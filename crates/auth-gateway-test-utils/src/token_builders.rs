//! Builder patterns for test data construction
//!
//! Provides fluent APIs for creating signed inbound tokens and user records.

use crate::test_ids::TEST_JWT_SECRET;
use chrono::{Duration, Utc};
use jsonwebtoken::{encode, Algorithm, EncodingKey, Header};
use serde_json::{json, Value};

/// Builder for inbound bearer tokens
///
/// # Example
/// ```rust,ignore
/// let token = TestTokenBuilder::new()
///     .for_login("alice")
///     .with_name("Alice Liddell")
///     .expires_in(3600)
///     .sign();
/// ```
pub struct TestTokenBuilder {
    login: Option<String>,
    name: Option<String>,
    exp: i64,
    iat: i64,
}

impl TestTokenBuilder {
    /// Create a new token builder with defaults (valid for one hour, no login)
    pub fn new() -> Self {
        let now = Utc::now();
        Self {
            login: None,
            name: None,
            exp: (now + Duration::seconds(3600)).timestamp(),
            iat: now.timestamp(),
        }
    }

    /// Set the login claim
    pub fn for_login(mut self, login: &str) -> Self {
        self.login = Some(login.to_string());
        self
    }

    /// Set the display name claim
    pub fn with_name(mut self, name: &str) -> Self {
        self.name = Some(name.to_string());
        self
    }

    /// Set expiration in seconds from now (negative for an expired token)
    pub fn expires_in(mut self, seconds: i64) -> Self {
        self.exp = (Utc::now() + Duration::seconds(seconds)).timestamp();
        self
    }

    /// Set issued-at timestamp
    pub fn issued_at(mut self, timestamp: i64) -> Self {
        self.iat = timestamp;
        self
    }

    /// Build the claims as a JSON value
    pub fn build(self) -> Value {
        let mut claims = json!({
            "exp": self.exp,
            "iat": self.iat,
        });
        if let Some(login) = self.login {
            claims["login"] = Value::String(login);
        }
        if let Some(name) = self.name {
            claims["name"] = Value::String(name);
        }
        claims
    }

    /// Build and sign with the shared test secret
    pub fn sign(self) -> String {
        sign_claims(&self.build(), TEST_JWT_SECRET)
    }
}

impl Default for TestTokenBuilder {
    fn default() -> Self {
        Self::new()
    }
}

/// Sign arbitrary claims with HS256
pub fn sign_claims(claims: &Value, secret: &str) -> String {
    encode(
        &Header::new(Algorithm::HS256),
        claims,
        &EncodingKey::from_secret(secret.as_bytes()),
    )
    .expect("HS256 signing never fails for JSON claims")
}

/// A `get_user` record for `id` with no roles, groups or permissions
pub fn user_record(id: &str) -> Value {
    json!({
        "id": id,
        "roles": [],
        "groups": [],
        "permissions": [],
    })
}

#[cfg(test)]
mod tests {
    use super::*;

    #[test]
    fn test_builder_sets_login_and_name() {
        let claims = TestTokenBuilder::new()
            .for_login("alice")
            .with_name("Alice")
            .build();

        assert_eq!(claims["login"], "alice");
        assert_eq!(claims["name"], "Alice");
        assert!(claims["exp"].as_i64().unwrap() > Utc::now().timestamp());
    }

    #[test]
    fn test_builder_default_has_no_login() {
        let claims = TestTokenBuilder::default().build();
        assert!(claims.get("login").is_none());
    }

    #[test]
    fn test_signed_token_has_three_segments() {
        let token = TestTokenBuilder::new().for_login("alice").sign();
        assert_eq!(token.split('.').count(), 3);
    }
}
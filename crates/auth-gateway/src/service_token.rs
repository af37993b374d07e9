//! Service token lifecycle.
//!
//! The gateway holds one long-lived credential of its own (the service
//! token) for server-to-server calls. [`ServiceTokenManager`] stores it,
//! hands it out while it is fresh, and renews it on demand. The background
//! [`run_renewal_loop`] renews it ahead of expiry, independently of request
//! traffic.
//!
//! # Features
//!
//! - Atomic replacement via `tokio::sync::watch` (lock-free reads)
//! - Renewals are serialised: concurrent callers that find the token stale
//!   wait for the in-flight renewal and share its result
//! - Forced renewal after the auth server rejects the credential, skipped if
//!   another task already replaced the rejected credential
//! - Renewal loop never exits on remote errors; only cancellation stops it
//!
//! # Security
//!
//! - Client password and token are stored as `SecretString`
//! - Only a short prefix of an issued token is ever logged

use crate::config::GatewayConfig;
use crate::error::GatewayError;
use crate::secret::{token_prefix, ExposeSecret, SecretString};
use async_trait::async_trait;
use std::fmt;
use std::sync::Arc;
use std::time::Duration;
use tokio::sync::{watch, Mutex};
use tokio_util::sync::CancellationToken;
use tracing::{debug, info, instrument, warn};

// =============================================================================
// Constants
// =============================================================================

/// A token is renewed once it is this close to expiry.
pub const DEFAULT_SAFETY_MARGIN: Duration = Duration::from_secs(60);

/// Renewal loop pause after the auth server could not be reached.
pub const DEFAULT_UNREACHABLE_DELAY: Duration = Duration::from_secs(10);

/// Renewal loop pause after any other renewal failure.
pub const DEFAULT_FAILURE_DELAY: Duration = Duration::from_secs(30);

/// Shortest sleep between two scheduled renewals.
const MIN_RENEWAL_DELAY: Duration = Duration::from_secs(1);

// =============================================================================
// Types
// =============================================================================

/// Client identity used to request service tokens.
#[derive(Clone)]
pub struct ClientCredentials {
    pub client_id: String,
    pub client_password: SecretString,
}

impl ClientCredentials {
    /// Credentials from configuration, if both id and password are set.
    #[must_use]
    pub fn from_config(config: &GatewayConfig) -> Option<Self> {
        Some(Self {
            client_id: config.client_id.clone()?,
            client_password: config.client_password.clone()?,
        })
    }
}

impl fmt::Debug for ClientCredentials {
    fn fmt(&self, f: &mut fmt::Formatter<'_>) -> fmt::Result {
        f.debug_struct("ClientCredentials")
            .field("client_id", &self.client_id)
            .field("client_password", &"[REDACTED]")
            .finish()
    }
}

/// The gateway's current service credential.
///
/// Replaced as a whole on every renewal, never partially updated.
#[derive(Clone, Debug)]
pub struct ServiceToken {
    credential: SecretString,
    expires_at: i64,
}

impl ServiceToken {
    /// Create a token expiring at `expires_at` (Unix epoch seconds).
    #[must_use]
    pub fn new(credential: SecretString, expires_at: i64) -> Self {
        Self {
            credential,
            expires_at,
        }
    }

    #[must_use]
    pub fn credential(&self) -> &SecretString {
        &self.credential
    }

    /// Expiry as Unix epoch seconds.
    #[must_use]
    pub fn expires_at(&self) -> i64 {
        self.expires_at
    }

    /// True if the token outlives `now` by more than `margin`.
    #[must_use]
    pub fn is_fresh_at(&self, now: i64, margin: Duration) -> bool {
        #[allow(clippy::cast_possible_wrap)]
        let margin_secs = margin.as_secs() as i64;
        self.expires_at - margin_secs > now
    }
}

/// Source of new service tokens.
///
/// Implemented by the remote dispatcher; mocked in tests.
#[async_trait]
pub trait TokenIssuer: Send + Sync {
    /// Request a fresh service token for `credentials`.
    async fn issue_service_token(
        &self,
        credentials: &ClientCredentials,
    ) -> Result<ServiceToken, GatewayError>;
}

/// Timing of the renewal loop.
#[derive(Debug, Clone, Copy, PartialEq, Eq)]
pub struct RenewalSchedule {
    /// Renew this long before expiry.
    pub safety_margin: Duration,
    /// Pause after the auth server was unreachable.
    pub unreachable_delay: Duration,
    /// Pause after any other failure.
    pub failure_delay: Duration,
}

impl Default for RenewalSchedule {
    fn default() -> Self {
        Self {
            safety_margin: DEFAULT_SAFETY_MARGIN,
            unreachable_delay: DEFAULT_UNREACHABLE_DELAY,
            failure_delay: DEFAULT_FAILURE_DELAY,
        }
    }
}

impl RenewalSchedule {
    /// Sleep before renewing `token`, measured from `now`.
    #[must_use]
    pub fn renewal_delay(&self, token: &ServiceToken, now: i64) -> Duration {
        #[allow(clippy::cast_possible_wrap)]
        let margin_secs = self.safety_margin.as_secs() as i64;
        let sleep_secs = token.expires_at - now - margin_secs;
        #[allow(clippy::cast_sign_loss)]
        let delay = Duration::from_secs(sleep_secs.max(0) as u64);
        delay.max(MIN_RENEWAL_DELAY)
    }

    /// Pause after a failed renewal.
    #[must_use]
    pub fn retry_delay(&self, error: &GatewayError) -> Duration {
        match error {
            GatewayError::Unreachable(_) => self.unreachable_delay,
            _ => self.failure_delay,
        }
    }
}

// =============================================================================
// Service Token Manager
// =============================================================================

/// Owner of the gateway's service token.
///
/// Without client credentials the manager is inert: every accessor fails with
/// a configuration error and the renewal loop does not run.
pub struct ServiceTokenManager {
    credentials: Option<ClientCredentials>,
    current: watch::Sender<Option<ServiceToken>>,
    renewal: Mutex<()>,
    schedule: RenewalSchedule,
}

impl fmt::Debug for ServiceTokenManager {
    fn fmt(&self, f: &mut fmt::Formatter<'_>) -> fmt::Result {
        f.debug_struct("ServiceTokenManager")
            .field("credentials", &self.credentials)
            .field("token", &"[REDACTED]")
            .field("schedule", &self.schedule)
            .finish()
    }
}

impl ServiceTokenManager {
    /// Create a manager. `None` credentials make it inert.
    #[must_use]
    pub fn new(credentials: Option<ClientCredentials>) -> Self {
        let (current, _) = watch::channel(None);
        Self {
            credentials,
            current,
            renewal: Mutex::new(()),
            schedule: RenewalSchedule::default(),
        }
    }

    /// Override the renewal schedule.
    #[must_use]
    pub fn with_schedule(mut self, schedule: RenewalSchedule) -> Self {
        self.schedule = schedule;
        self
    }

    #[must_use]
    pub fn schedule(&self) -> &RenewalSchedule {
        &self.schedule
    }

    /// True if client credentials are present.
    #[must_use]
    pub fn is_configured(&self) -> bool {
        self.credentials.is_some()
    }

    /// Watch token replacements.
    #[must_use]
    pub fn subscribe(&self) -> watch::Receiver<Option<ServiceToken>> {
        self.current.subscribe()
    }

    /// The stored token, fresh or not.
    #[must_use]
    pub fn current(&self) -> Option<ServiceToken> {
        self.current.borrow().clone()
    }

    fn fresh_credential(&self) -> Option<SecretString> {
        let now = chrono::Utc::now().timestamp();
        self.current
            .borrow()
            .as_ref()
            .filter(|token| token.is_fresh_at(now, self.schedule.safety_margin))
            .map(|token| token.credential.clone())
    }

    fn credentials(&self) -> Result<&ClientCredentials, GatewayError> {
        self.credentials.as_ref().ok_or_else(|| {
            GatewayError::Configuration("Service token credentials are not configured".into())
        })
    }

    /// Get a credential valid for at least the safety margin.
    ///
    /// Renews synchronously when the stored token is missing or about to
    /// expire. Concurrent callers share a single renewal.
    ///
    /// # Errors
    ///
    /// - `GatewayError::Configuration` - manager is inert
    /// - any error of the renewal request
    pub async fn get_token<I>(&self, issuer: &I) -> Result<SecretString, GatewayError>
    where
        I: TokenIssuer + ?Sized,
    {
        let credentials = self.credentials()?;
        if let Some(credential) = self.fresh_credential() {
            return Ok(credential);
        }

        let _guard = self.renewal.lock().await;
        // Another caller may have renewed while we waited
        if let Some(credential) = self.fresh_credential() {
            return Ok(credential);
        }
        let token = self.renew_locked(issuer, credentials).await?;
        Ok(token.credential)
    }

    /// Unconditionally request a new token and store it.
    ///
    /// On failure the stored token is left untouched.
    ///
    /// # Errors
    ///
    /// - `GatewayError::Configuration` - manager is inert
    /// - any error of the renewal request
    pub async fn renew<I>(&self, issuer: &I) -> Result<ServiceToken, GatewayError>
    where
        I: TokenIssuer + ?Sized,
    {
        let credentials = self.credentials()?;
        let _guard = self.renewal.lock().await;
        self.renew_locked(issuer, credentials).await
    }

    /// Renew after the auth server rejected `stale`.
    ///
    /// If the stored credential already differs from `stale` (another task
    /// renewed it) and is fresh, it is returned without a new request. With no
    /// `stale` credential to compare against, always renews.
    ///
    /// # Errors
    ///
    /// - `GatewayError::Configuration` - manager is inert
    /// - any error of the renewal request
    pub async fn force_renew<I>(
        &self,
        issuer: &I,
        stale: Option<&str>,
    ) -> Result<SecretString, GatewayError>
    where
        I: TokenIssuer + ?Sized,
    {
        let credentials = self.credentials()?;
        let _guard = self.renewal.lock().await;

        if let (Some(stale), Some(fresh)) = (stale, self.fresh_credential()) {
            if fresh.expose_secret() != stale {
                debug!(
                    target: "auth_gateway.service_token",
                    "Rejected service token already replaced"
                );
                return Ok(fresh);
            }
        }

        warn!(
            target: "auth_gateway.service_token",
            "Invalid service token, refreshing"
        );
        let token = self.renew_locked(issuer, credentials).await?;
        Ok(token.credential)
    }

    /// Caller must hold `self.renewal`.
    async fn renew_locked<I>(
        &self,
        issuer: &I,
        credentials: &ClientCredentials,
    ) -> Result<ServiceToken, GatewayError>
    where
        I: TokenIssuer + ?Sized,
    {
        debug!(
            target: "auth_gateway.service_token",
            client_id = %credentials.client_id,
            "Getting new service token"
        );

        let token = issuer.issue_service_token(credentials).await?;

        debug!(
            target: "auth_gateway.service_token",
            client_id = %credentials.client_id,
            token = %token_prefix(token.credential.expose_secret()),
            expires_at = token.expires_at,
            "New service token issued"
        );

        self.current.send_replace(Some(token.clone()));
        Ok(token)
    }
}

// =============================================================================
// Renewal Loop
// =============================================================================

/// Keep the service token renewed until `cancel` fires.
///
/// Renews, sleeps until `safety_margin` before expiry, renews again. Failures
/// never end the loop: an unreachable auth server is retried after
/// `unreachable_delay`, any other error after `failure_delay`. Both the
/// renewal request and the sleep are raced against cancellation.
///
/// Returns immediately if the manager is inert.
#[instrument(skip_all, name = "auth_gateway.task.service_token_renewal")]
pub async fn run_renewal_loop<I>(
    manager: Arc<ServiceTokenManager>,
    issuer: Arc<I>,
    cancel: CancellationToken,
) where
    I: TokenIssuer + ?Sized,
{
    if !manager.is_configured() {
        debug!(
            target: "auth_gateway.service_token",
            "Service token credentials not configured, renewal loop not started"
        );
        return;
    }

    info!(
        target: "auth_gateway.service_token",
        safety_margin_secs = manager.schedule.safety_margin.as_secs(),
        "Starting service token renewal loop"
    );

    loop {
        debug!(target: "auth_gateway.service_token", "Renew token");

        let outcome = tokio::select! {
            result = manager.renew(issuer.as_ref()) => result,
            () = cancel.cancelled() => break,
        };

        let delay = match outcome {
            Ok(token) => manager
                .schedule
                .renewal_delay(&token, chrono::Utc::now().timestamp()),
            Err(e) => {
                let delay = manager.schedule.retry_delay(&e);
                if matches!(e, GatewayError::Unreachable(_)) {
                    warn!(
                        target: "auth_gateway.service_token",
                        error = %e,
                        retry_in_secs = delay.as_secs(),
                        "Could not connect to auth server, service token not renewed"
                    );
                } else {
                    warn!(
                        target: "auth_gateway.service_token",
                        error = %e,
                        retry_in_secs = delay.as_secs(),
                        "Error renewing service token"
                    );
                }
                delay
            }
        };

        tokio::select! {
            () = tokio::time::sleep(delay) => {}
            () = cancel.cancelled() => break,
        }
    }

    info!(
        target: "auth_gateway.service_token",
        "Service token renewal loop stopped"
    );
}

// =============================================================================
// Tests
// =============================================================================
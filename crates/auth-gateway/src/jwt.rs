//! Shared-secret JWT decoding.
//!
//! Both inbound bearer tokens and JWT-encoded auth server responses are
//! verified with the same shared secret and HMAC algorithm. Cryptography is
//! delegated to `jsonwebtoken`; this module only configures it and adds the
//! issued-at check with its clock-skew leniency.
//!
//! # Issued-at leniency
//!
//! A token whose `iat` lies in the future is rejected on the first pass with
//! [`JwtError::IssuedInFuture`]. [`JwtCodec::decode`] then decodes it once
//! more with the issued-at check disabled. Signature and expiry are verified on
//! both passes; only the `iat` comparison is relaxed, to tolerate clock drift
//! between the auth server and this host.
//!
//! # Security
//!
//! - Tokens are size-checked BEFORE parsing
//! - Only HMAC algorithms are accepted
//! - Expiry is checked with zero leeway
//! - Error messages are generic; details are logged at debug level

use crate::error::GatewayError;
use crate::secret::{ExposeSecret, SecretString};
use jsonwebtoken::errors::ErrorKind;
use jsonwebtoken::{decode, Algorithm, DecodingKey, Validation};
use serde::de::DeserializeOwned;
use serde_json::Value;
use std::fmt;
use std::str::FromStr;
use thiserror::Error;

/// Maximum accepted JWT size in bytes (8KB), checked before any parsing.
pub const MAX_JWT_SIZE_BYTES: usize = 8192;

/// Errors that can occur while decoding a JWT.
#[derive(Error, Debug, Clone, PartialEq, Eq)]
pub enum JwtError {
    /// Token exceeds [`MAX_JWT_SIZE_BYTES`].
    #[error("The token is invalid or expired")]
    TokenTooLarge,

    /// Signature is valid but the token has expired.
    #[error("The token is invalid or expired")]
    Expired,

    /// The `iat` claim is in the future.
    #[error("The token is invalid or expired")]
    IssuedInFuture,

    /// Malformed token, bad signature, or claims of the wrong shape.
    #[error("The token is invalid or expired")]
    Invalid,
}

/// Shared-secret JWT codec.
#[derive(Clone)]
pub struct JwtCodec {
    key: DecodingKey,
    validation: Validation,
}

impl fmt::Debug for JwtCodec {
    fn fmt(&self, f: &mut fmt::Formatter<'_>) -> fmt::Result {
        f.debug_struct("JwtCodec")
            .field("key", &"[REDACTED]")
            .field("algorithms", &self.validation.algorithms)
            .finish()
    }
}

impl JwtCodec {
    /// Create a codec for the given shared secret and algorithm name.
    ///
    /// # Errors
    ///
    /// Returns `GatewayError::Configuration` if the algorithm is unknown or
    /// not an HMAC algorithm.
    pub fn new(secret: &SecretString, algorithm: &str) -> Result<Self, GatewayError> {
        let algorithm = Algorithm::from_str(algorithm).map_err(|e| {
            GatewayError::Configuration(format!("Unknown JWT algorithm '{algorithm}': {e}"))
        })?;
        if !matches!(
            algorithm,
            Algorithm::HS256 | Algorithm::HS384 | Algorithm::HS512
        ) {
            return Err(GatewayError::Configuration(format!(
                "JWT algorithm {algorithm:?} is not a shared-secret algorithm"
            )));
        }

        let mut validation = Validation::new(algorithm);
        validation.leeway = 0;
        validation.validate_exp = true;
        validation.validate_aud = false;
        validation.required_spec_claims.clear();

        Ok(Self {
            key: DecodingKey::from_secret(secret.expose_secret().as_bytes()),
            validation,
        })
    }

    /// Verify and decode a token into `T`, tolerating a future `iat` once.
    ///
    /// # Errors
    ///
    /// - `JwtError::TokenTooLarge` - token exceeds the size limit
    /// - `JwtError::Expired` - valid signature but `exp` is in the past
    /// - `JwtError::Invalid` - anything else (format, signature, claim shape)
    pub fn decode<T: DeserializeOwned>(&self, token: &str) -> Result<T, JwtError> {
        let claims = match self.decode_checked(token, true) {
            Err(JwtError::IssuedInFuture) => {
                tracing::warn!(
                    target: "auth_gateway.jwt",
                    "Token issued in the future, retrying without iat verification"
                );
                self.decode_checked(token, false)?
            }
            other => other?,
        };

        serde_json::from_value(claims).map_err(|e| {
            tracing::debug!(target: "auth_gateway.jwt", error = %e, "Token claims have unexpected shape");
            JwtError::Invalid
        })
    }

    /// Single decode pass. `verify_iat` controls the issued-at check only.
    fn decode_checked(&self, token: &str, verify_iat: bool) -> Result<Value, JwtError> {
        if token.len() > MAX_JWT_SIZE_BYTES {
            tracing::debug!(
                target: "auth_gateway.jwt",
                token_size = token.len(),
                max_size = MAX_JWT_SIZE_BYTES,
                "Token rejected: size exceeds maximum allowed"
            );
            return Err(JwtError::TokenTooLarge);
        }

        let data = decode::<Value>(token, &self.key, &self.validation).map_err(|e| {
            if matches!(e.kind(), ErrorKind::ExpiredSignature) {
                JwtError::Expired
            } else {
                tracing::debug!(target: "auth_gateway.jwt", error = %e, "Token verification failed");
                JwtError::Invalid
            }
        })?;

        if verify_iat {
            if let Some(iat) = data.claims.get("iat").and_then(Value::as_f64) {
                validate_iat_at(iat, chrono::Utc::now().timestamp())?;
            }
        }

        Ok(data.claims)
    }
}

/// Reject an `iat` later than `now`.
pub(crate) fn validate_iat_at(iat: f64, now: i64) -> Result<(), JwtError> {
    #[allow(clippy::cast_precision_loss)]
    let now = now as f64;
    if iat > now {
        tracing::debug!(
            target: "auth_gateway.jwt",
            iat = iat,
            now = now,
            "Token iat is in the future"
        );
        return Err(JwtError::IssuedInFuture);
    }
    Ok(())
}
++++++++++++++++++++
■ WHAT IS REQUIRED
Here the job is to output the lines from the start of the material through the line with "pub fn expires_in(mut", inclusive, exactly and with nothing else.

■ OUTPUT
filename crates/auth-gateway-test-utils/src/token_builders.rs
//! Builder patterns for test data construction
//!
//! Provides fluent APIs for creating signed inbound tokens and user records.

use crate::test_ids::TEST_JWT_SECRET;
use chrono::{Duration, Utc};
use jsonwebtoken::{encode, Algorithm, EncodingKey, Header};
use serde_json::{json, Value};

/// Builder for inbound bearer tokens
///
/// # Example
/// ```rust,ignore
/// let token = TestTokenBuilder::new()
///     .for_login("alice")
///     .with_name("Alice Liddell")
///     .expires_in(3600)
///     .sign();
/// ```
pub struct TestTokenBuilder {
    login: Option<String>,
    name: Option<String>,
    exp: i64,
    iat: i64,
}

impl TestTokenBuilder {
    /// Create a new token builder with defaults (valid for one hour, no login)
    pub fn new() -> Self {
        let now = Utc::now();
        Self {
            login: None,
            name: None,
            exp: (now + Duration::seconds(3600)).timestamp(),
            iat: now.timestamp(),
        }
    }

    /// Set the login claim
    pub fn for_login(mut self, login: &str) -> Self {
        self.login = Some(login.to_string());
        self
    }

    /// Set the display name claim
    pub fn with_name(mut self, name: &str) -> Self {
        self.name = Some(name.to_string());
        self
    }

    /// Set expiration in seconds from now (negative for an expired token)
    pub fn expires_in(mut self, seconds: i64) -> Self {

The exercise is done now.